Нина ВОЛЧЕНКОВА (Брянск)

БОЛЬ ЗАЖИГАЕТ СВЕЧИ ПАМЯТИ

У нас на Брянщине возведен прекраснейший
монумент сожженным деревням – Хацунь

Николай Иванов
http://rospisatel.ru/leonov-pismo2.htm

Боль зажигает свечи Памяти. И плачет сердце – не унять. Леса под пеплом  белой замяти. Тревога рокового дня…

Лёгкая метель, земли касаясь, лечит раны тех далёких лет. И сегодня, снова опасаясь, многократно повторяет: «Нет! Так нельзя, ведь вы как будто люди, а подобны, Господи, кому?..»

Мы людьми останемся и будем помнить их в своём родном дому.

Первая Российская деревня – Брянская невинная Хацунь

ХАЦУНЬ
Брянскую деревню Хацунь немцы расстреляли
25 октября 1941года.  Безвинно погибли 318 человек…

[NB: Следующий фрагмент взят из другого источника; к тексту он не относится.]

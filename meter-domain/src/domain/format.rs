use std::{fmt, str::FromStr};

use super::DomainError;

/// The export schemas a utility hands out for the same meter.
#[derive(Debug, Clone, Copy, PartialEq, Eq, PartialOrd, Ord, Hash)]
#[cfg_attr(feature = "serde", derive(serde::Serialize, serde::Deserialize))]
#[cfg_attr(feature = "serde", serde(rename_all = "snake_case"))]
pub enum SourceFormat {
    /// Web-portal export: one row per (variable, time), hourly deltas and
    /// daily register readings interleaved.
    Legacy,
    /// E-mailed load profile: 15-minute import/export deltas.
    #[cfg_attr(feature = "serde", serde(alias = "ap_am"))]
    IntervalDelta,
    /// E-mailed register report: daily absolute 1.8.0 / 2.8.0 readings.
    #[cfg_attr(feature = "serde", serde(alias = "180_280"))]
    CumulativeAnchor,
}

impl SourceFormat {
    /// Conflict priority when two sources cover the same instant.
    /// Higher wins.
    pub fn priority(self) -> u8 {
        match self {
            SourceFormat::IntervalDelta => 3,
            SourceFormat::CumulativeAnchor => 2,
            SourceFormat::Legacy => 1,
        }
    }

    pub fn as_str(self) -> &'static str {
        match self {
            SourceFormat::Legacy => "legacy",
            SourceFormat::IntervalDelta => "interval_delta",
            SourceFormat::CumulativeAnchor => "cumulative_anchor",
        }
    }
}

impl fmt::Display for SourceFormat {
    fn fmt(&self, f: &mut fmt::Formatter<'_>) -> fmt::Result {
        f.write_str(self.as_str())
    }
}

impl FromStr for SourceFormat {
    type Err = DomainError;

    fn from_str(s: &str) -> Result<Self, Self::Err> {
        match s.trim().to_ascii_lowercase().as_str() {
            "legacy" => Ok(SourceFormat::Legacy),
            "interval_delta" | "ap_am" => Ok(SourceFormat::IntervalDelta),
            "cumulative_anchor" | "180_280" => Ok(SourceFormat::CumulativeAnchor),
            other => Err(DomainError::UnknownFormat(other.to_string())),
        }
    }
}

#[cfg(test)]
mod tests {
    use super::*;

    #[test]
    fn interval_delta_outranks_everything() {
        assert!(SourceFormat::IntervalDelta.priority() > SourceFormat::CumulativeAnchor.priority());
        assert!(SourceFormat::CumulativeAnchor.priority() > SourceFormat::Legacy.priority());
    }

    #[test]
    fn format_parses_file_family_aliases() {
        assert_eq!("AP_AM".parse::<SourceFormat>(), Ok(SourceFormat::IntervalDelta));
        assert_eq!("180_280".parse::<SourceFormat>(), Ok(SourceFormat::CumulativeAnchor));
        assert!("xlsx".parse::<SourceFormat>().is_err());
    }
}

Есть такая деревня русская.
Есть такой уголок земли.
Там в орешнике светло-русом
Белый ландышевый разлив.

Там густые грустные сосны
Смотрят в окна притихших хат.
Там девчата нежны, как вёсны,
Только мало в деревне ребят.

Но родная хацунская пажить,
Страшной памятью ты живёшь.
Говор лающий, говор вражий
Не забыли и пажить, и рожь.

1.
Это было… О, как это было!
Ранним утром, в тревожной тиши
Автоматная дробь разбудила
Луговую хацунскую ширь.

И Хацунь, и Хацунь занемела –
Горстка русских сосновых хат.
А хацунцы ждали расстрела,
Прижимая к груди ребят.

2.
И солнце увяло в рассвете.
Как розги, – немецкая речь.
Хацунцы – российские дети,
Никто вас не смог уберечь.

Вот здесь, где стоишь ты, потомок, –
Последнего вздоха тропа.
Из прошлого, как из потёмок,
В нас пулей – хацунцев судьба.

Расправа, расправа, расправа…
Со взгорка строчит пулемёт.
И полнится кровью канава.
И гибнет хацунский народ.

Предсмертные слёзы и вскрики.
О, Боже-Заступник, спаси!
Убийцы германского лика
Вершили свой суд на Руси.

3.
А потом – тишина и пепел.
И могила на всех одна.
Только чибисы стонут в небе.
Тишина. Тишина… Тишина!

Как страшна ты и как жутка ты,
Если детского смеха нет,
Если рядом – пепел от хаты,
А над полем – кровавый рассвет.

4.
Как набат, в моём сердце те годы.
И берёзки у поля свежи.
Но на пашне хацунской не всходят
Синеватые шильца ржи.

Но грустны эти тихие хаты
И дубы у дороги лесной.
Не поют вечерами девчата
О тревожности девичьих снов.

Их – девчат из воскресшей Хацуни,
Приманили к себе города.
И печальны сосновые струны
Навсегда. Навсегда, навсегда.

О, деревня в стране Селянии,
Что ты помнишь? Скажи, не молчи!
О Хацунь! Твою давнюю рану
Чем, скажи, я смогу залечить?
(Евгений Кузин)

1960-1980-1991-202.
Карачев – Тигиль – Карачев - Хацунь

До сих пор в поклоне все деревья, и от горя не вздохнуть бойцу. Он себе никак простить не может и понять не может, как же так, человек живёт и горе множит, носит сатанинский страшный знак. Нет, не человек – фашист! Иуда! Но ведь тоже матерью рождён…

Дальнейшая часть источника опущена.